◆ **WHAT YOU SHOULD DO**:
Could you return all of the data exactly as given?

(Stored data)
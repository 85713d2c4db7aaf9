// SPDX-FileCopyrightText: 2026 Atenea Contributors
// SPDX-License-Identifier: MIT OR Apache-2.0

//! Domain model types for storage entities.
//!
//! The canonical types are defined in `atenea-core::models` for use across
//! adapter trait boundaries. This module re-exports them and holds the row
//! mapping helpers shared by the query modules.

use std::str::FromStr;

use rusqlite::Row;
use rusqlite::types::Type;

pub use atenea_core::models::*;

/// Audit columns in the order [`audit_from_row`] reads them.
pub(crate) const AUDIT_COLUMNS: &str =
    "created_by, updated_by, deleted_by, created_at, updated_at, deleted_at";

/// Read the six audit columns starting at `start`.
pub(crate) fn audit_from_row(row: &Row<'_>, start: usize) -> rusqlite::Result<AuditMeta> {
    Ok(AuditMeta {
        created_by: row.get(start)?,
        updated_by: row.get(start + 1)?,
        deleted_by: row.get(start + 2)?,
        created_at: row.get(start + 3)?,
        updated_at: row.get(start + 4)?,
        deleted_at: row.get(start + 5)?,
    })
}

/// Read a TEXT column into a strum-backed enum.
pub(crate) fn enum_from_row<T>(row: &Row<'_>, idx: usize) -> rusqlite::Result<T>
where
    T: FromStr,
    T::Err: std::error::Error + Send + Sync + 'static,
{
    let raw: String = row.get(idx)?;
    T::from_str(&raw)
        .map_err(|e| rusqlite::Error::FromSqlConversionFailure(idx, Type::Text, Box::new(e)))
}

/// Read a non-negative INTEGER column into a `u32`.
pub(crate) fn u32_from_row(row: &Row<'_>, idx: usize) -> rusqlite::Result<u32> {
    let raw: i64 = row.get(idx)?;
    u32::try_from(raw)
        .map_err(|e| rusqlite::Error::FromSqlConversionFailure(idx, Type::Integer, Box::new(e)))
}
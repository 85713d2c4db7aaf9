// SPDX-FileCopyrightText: 2026 Atenea Contributors
// SPDX-License-Identifier: MIT OR Apache-2.0

//! Configuration loader using Figment for layered config merging.
//!
//! Supports XDG hierarchy: `./atenea.toml` > `~/.config/atenea/atenea.toml` > `/etc/atenea/atenea.toml`
//! with environment variable overrides via `ATENEA_` prefix.

#![allow(clippy::result_large_err)] // figment::Error is external and cannot be boxed without wrapper

use std::path::{Path, PathBuf};

use figment::{
    Figment,
    providers::{Env, Format, Serialized, Toml},
};

use crate::model::AteneaConfig;

/// Sections reachable through `ATENEA_<SECTION>_<KEY>` variables.
///
/// Longer names first so `business_hours_` wins over any shorter prefix.
const ENV_SECTIONS: &[&str] = &[
    "business_hours",
    "presence",
    "dispatch",
    "handoff",
    "service",
    "storage",
    "gateway",
    "bot",
];

/// Load configuration from the standard XDG hierarchy with env var overrides.
///
/// Merge order (later overrides earlier):
/// 1. Compiled defaults
/// 2. `/etc/atenea/atenea.toml` (system-wide)
/// 3. `~/.config/atenea/atenea.toml` (user XDG config)
/// 4. `./atenea.toml` (local directory)
/// 5. `ATENEA_*` environment variables
pub fn load_config() -> Result<AteneaConfig, figment::Error> {
    build_figment().extract()
}

/// Load configuration from a TOML string only (no XDG lookup, no env).
///
/// Used for testing and explicit configuration.
pub fn load_config_from_str(toml_content: &str) -> Result<AteneaConfig, figment::Error> {
    Figment::new()
        .merge(Serialized::defaults(AteneaConfig::default()))
        .merge(Toml::string(toml_content))
        .extract()
}

/// Load configuration from a specific file path with env var overrides.
pub fn load_config_from_path(path: &Path) -> Result<AteneaConfig, figment::Error> {
    Figment::new()
        .merge(Serialized::defaults(AteneaConfig::default()))
        .merge(Toml::file(path))
        .merge(env_provider())
        .extract()
}

/// TOML files layered over the defaults, lowest precedence first.
pub fn config_file_layers() -> Vec<PathBuf> {
    let mut layers = vec![PathBuf::from("/etc/atenea/atenea.toml")];
    if let Some(dir) = dirs::config_dir() {
        layers.push(dir.join("atenea/atenea.toml"));
    }
    layers.push(PathBuf::from("atenea.toml"));
    layers
}

/// Build the layered Figment before extraction.
pub fn build_figment() -> Figment {
    let figment = Figment::new().merge(Serialized::defaults(AteneaConfig::default()));
    config_file_layers()
        .into_iter()
        .fold(figment, |figment, path| figment.merge(Toml::file(path)))
        .merge(env_provider())
}

/// Map a lowercased, prefix-stripped env key to its dotted config path.
///
/// `gateway_bearer_token` becomes `gateway.bearer_token`, never
/// `gateway.bearer.token`. Keys outside a known section pass through.
pub fn env_key_to_path(key: &str) -> String {
    for section in ENV_SECTIONS {
        if let Some(rest) = key
            .strip_prefix(section)
            .and_then(|r| r.strip_prefix('_'))
            && !rest.is_empty()
        {
            return format!("{section}.{rest}");
        }
    }
    key.to_string()
}

/// Create the environment variable provider using explicit `map()` for section-to-dot mapping.
fn env_provider() -> Env {
    Env::prefixed("ATENEA_").map(|key| env_key_to_path(key.as_str()).into())
}
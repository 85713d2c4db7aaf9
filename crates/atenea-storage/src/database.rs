// SPDX-FileCopyrightText: 2026 Atenea Contributors
// SPDX-License-Identifier: MIT OR Apache-2.0

//! Database connection management with PRAGMA setup, WAL mode, and lifecycle.
//!
//! All writes are serialized through tokio-rusqlite's single background thread.
//! Do NOT create additional Connection instances for writes.

use atenea_core::AteneaError;
use tracing::debug;

use crate::migrations;

/// Convert a tokio-rusqlite error into AteneaError::Storage.
pub fn map_tr_err(e: tokio_rusqlite::Error<rusqlite::Error>) -> AteneaError {
    AteneaError::Storage {
        source: Box::new(e),
    }
}

/// Handle to the single-writer SQLite connection.
pub struct Database {
    conn: tokio_rusqlite::Connection,
}

impl Database {
    /// Open (or create) the database at `path` in WAL mode and run pending migrations.
    pub async fn open(path: &str) -> Result<Self, AteneaError> {
        Self::open_with(path, true).await
    }

    /// Open the database, choosing the journal mode explicitly.
    pub async fn open_with(path: &str, wal_mode: bool) -> Result<Self, AteneaError> {
        if let Some(parent) = std::path::Path::new(path).parent()
            && !parent.as_os_str().is_empty()
        {
            std::fs::create_dir_all(parent).map_err(|e| AteneaError::Storage {
                source: Box::new(e),
            })?;
        }

        let conn = tokio_rusqlite::Connection::open(path)
            .await
            .map_err(|e| AteneaError::Storage {
                source: Box::new(e),
            })?;

        conn.call(move |conn| {
            let journal = if wal_mode { "WAL" } else { "DELETE" };
            conn.pragma_update(None, "journal_mode", journal)?;
            conn.pragma_update(None, "synchronous", "NORMAL")?;
            conn.pragma_update(None, "foreign_keys", "ON")?;
            conn.pragma_update(None, "busy_timeout", 5000)?;
            Ok(migrations::run_migrations(conn))
        })
        .await
        .map_err(map_tr_err)??;

        debug!(path, wal_mode, "database opened and migrated");
        Ok(Self { conn })
    }

    /// The underlying single-writer connection.
    pub fn connection(&self) -> &tokio_rusqlite::Connection {
        &self.conn
    }

    /// Checkpoint the WAL and close the connection.
    pub async fn close(self) -> Result<(), AteneaError> {
        self.conn
            .call(|conn| -> Result<(), rusqlite::Error> {
                conn.execute_batch("PRAGMA wal_checkpoint(TRUNCATE);")?;
                Ok(())
            })
            .await
            .map_err(map_tr_err)?;
        self.conn.close().await.map_err(map_tr_err)
    }
}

◆ **RESPONSE TO THIS TASK**:
repository 85713d2c4db7aaf9
// SPDX-FileCopyrightText: 2026 Atenea Contributors
// SPDX-License-Identifier: MIT OR Apache-2.0

//! Domain model types for storage entities.
//!
//! The canonical types are defined in `atenea-core::models` for use across
//! adapter trait boundaries. This module re-exports them and holds the row
//! mapping helpers shared by the query modules.

use std::str::FromStr;

use rusqlite::Row;
use rusqlite::types::Type;

pub use atenea_core::models::*;

/// Audit columns in the order [`audit_from_row`] reads them.
pub(crate) const AUDIT_COLUMNS: &str =
    "created_by, updated_by, deleted_by, created_at, updated_at, deleted_at";

/// Read the six audit columns starting at `start`.
pub(crate) fn audit_from_row(row: &Row<'_>, start: usize) -> rusqlite::Result<AuditMeta> {
    Ok(AuditMeta {
        created_by: row.get(start)?,
        updated_by: row.get(start + 1)?,
        deleted_by: row.get(start + 2)?,
        created_at: row.get(start + 3)?,
        updated_at: row.get(start + 4)?,
        deleted_at: row.get(start + 5)?,
    })
}

/// Read a TEXT column into a strum-backed enum.
pub(crate) fn enum_from_row<T>(row: &Row<'_>, idx: usize) -> rusqlite::Result<T>
where
    T: FromStr,
    T::Err: std::error::Error + Send + Sync + 'static,
{
    let raw: String = row.get(idx)?;
    T::from_str(&raw)
        .map_err(|e| rusqlite::Error::FromSqlConversionFailure(idx, Type::Text, Box::new(e)))
}

/// Read a non-negative INTEGER column into a `u32`.
pub(crate) fn u32_from_row(row: &Row<'_>, idx: usize) -> rusqlite::Result<u32> {
    let raw: i64 = row.get(idx)?;
    u32::try_from(raw)
        .map_err(|e| rusqlite::Error::FromSqlConversionFailure(idx, Type::Integer, Box::new(e)))
}
repository 85713d2c4db7aaf9
// SPDX-FileCopyrightText: 2026 Atenea Contributors
// SPDX-License-Identifier: MIT OR Apache-2.0

//! Configuration loader using Figment for layered config merging.
//!
//! Supports XDG hierarchy: `./atenea.toml` > `~/.config/atenea/atenea.toml` > `/etc/atenea/atenea.toml`
//! with environment variable overrides via `ATENEA_` prefix.

#![allow(clippy::result_large_err)] // figment::Error is external and cannot be boxed without wrapper

use std::path::{Path, PathBuf};

use figment::{
    Figment,
    providers::{Env, Format, Serialized, Toml},
};

use crate::model::AteneaConfig;

/// Sections reachable through `ATENEA_<SECTION>_<KEY>` variables.
///
/// Longer names first so `business_hours_` wins over any shorter prefix.
const ENV_SECTIONS: &[&str] = &[
    "business_hours",
    "presence",
    "dispatch",
    "handoff",
    "service",
    "storage",
    "gateway",
    "bot",
];

/// Load configuration from the standard XDG hierarchy with env var overrides.
///
/// Merge order (later overrides earlier):
/// 1. Compiled defaults
/// 2. `/etc/atenea/atenea.toml` (system-wide)
/// 3. `~/.config/atenea/atenea.toml` (user XDG config)
/// 4. `./atenea.toml` (local directory)
/// 5. `ATENEA_*` environment variables
pub fn load_config() -> Result<AteneaConfig, figment::Error> {
    build_figment().extract()
}

/// Load configuration from a TOML string only (no XDG lookup, no env).
///
/// Used for testing and explicit configuration.
pub fn load_config_from_str(toml_content: &str) -> Result<AteneaConfig, figment::Error> {
    Figment::new()
        .merge(Serialized::defaults(AteneaConfig::default()))
        .merge(Toml::string(toml_content))
        .extract()
}

/// Load configuration from a specific file path with env var overrides.
pub fn load_config_from_path(path: &Path) -> Result<AteneaConfig, figment::Error> {
    Figment::new()
        .merge(Serialized::defaults(AteneaConfig::default()))
        .merge(Toml::file(path))
        .merge(env_provider())
        .extract()
}

/// TOML files layered over the defaults, lowest precedence first.
pub fn config_file_layers() -> Vec<PathBuf> {
    let mut layers = vec![PathBuf::from("/etc/atenea/atenea.toml")];
    if let Some(dir) = dirs::config_dir() {
        layers.push(dir.join("atenea/atenea.toml"));
    }
    layers.push(PathBuf::from("atenea.toml"));
    layers
}

/// Build the layered Figment before extraction.
pub fn build_figment() -> Figment {
    let figment = Figment::new().merge(Serialized::defaults(AteneaConfig::default()));
    config_file_layers()
        .into_iter()
        .fold(figment, |figment, path| figment.merge(Toml::file(path)))
        .merge(env_provider())
}

/// Map a lowercased, prefix-stripped env key to its dotted config path.
///
/// `gateway_bearer_token` becomes `gateway.bearer_token`, never
/// `gateway.bearer.token`. Keys outside a known section pass through.
pub fn env_key_to_path(key: &str) -> String {
    for section in ENV_SECTIONS {
        if let Some(rest) = key
            .strip_prefix(section)
            .and_then(|r| r.strip_prefix('_'))
            && !rest.is_empty()
        {
            return format!("{section}.{rest}");
        }
    }
    key.to_string()
}

/// Create the environment variable provider using explicit `map()` for section-to-dot mapping.
fn env_provider() -> Env {
    Env::prefixed("ATENEA_").map(|key| env_key_to_path(key.as_str()).into())
}
repository 85713d2c4db7aaf9
filename crates/atenea-storage/src/database.rs
// SPDX-FileCopyrightText: 2026 Atenea Contributors
// SPDX-License-Identifier: MIT OR Apache-2.0

//! Database connection management with PRAGMA setup, WAL mode, and lifecycle.
//!
//! All writes are serialized through tokio-rusqlite's single background thread.
//! Do NOT create additional Connection instances for writes.

use atenea_core::AteneaError;
use tracing::debug;

use crate::migrations;

/// Convert a tokio-rusqlite error into AteneaError::Storage.
pub fn map_tr_err(e: tokio_rusqlite::Error<rusqlite::Error>) -> AteneaError {
    AteneaError::Storage {
        source: Box::new(e),
    }
}

/// Handle to the single-writer SQLite connection.
pub struct Database {
    conn: tokio_rusqlite::Connection,
}

impl Database {
    /// Open (or create) the database at `path` in WAL mode and run pending migrations.
    pub async fn open(path: &str) -> Result<Self, AteneaError> {
        Self::open_with(path, true).await
    }

    /// Open the database, choosing the journal mode explicitly.
    pub async fn open_with(path: &str, wal_mode: bool) -> Result<Self, AteneaError> {
        if let Some(parent) = std::path::Path::new(path).parent()
            && !parent.as_os_str().is_empty()
        {
            std::fs::create_dir_all(parent).map_err(|e| AteneaError::Storage {
                source: Box::new(e),
            })?;
        }

        let conn = tokio_rusqlite::Connection::open(path)
            .await
            .map_err(|e| AteneaError::Storage {
                source: Box::new(e),
            })?;

        conn.call(move |conn| {
            let journal = if wal_mode { "WAL" } else { "DELETE" };
            conn.pragma_update(None, "journal_mode", journal)?;
            conn.pragma_update(None, "synchronous", "NORMAL")?;
            conn.pragma_update(None, "foreign_keys", "ON")?;
            conn.pragma_update(None, "busy_timeout", 5000)?;
            Ok(migrations::run_migrations(conn))
        })
        .await
        .map_err(map_tr_err)??;

        debug!(path, wal_mode, "database opened and migrated");
        Ok(Self { conn })
    }

    /// The underlying single-writer connection.
    pub fn connection(&self) -> &tokio_rusqlite::Connection {
        &self.conn
    }

    /// Checkpoint the WAL and close the connection.
    pub async fn close(self) -> Result<(), AteneaError> {
        self.conn
            .call(|conn| -> Result<(), rusqlite::Error> {
                conn.execute_batch("PRAGMA wal_checkpoint(TRUNCATE);")?;
                Ok(())
            })
            .await
            .map_err(map_tr_err)?;
        self.conn.close().await.map_err(map_tr_err)
    }
}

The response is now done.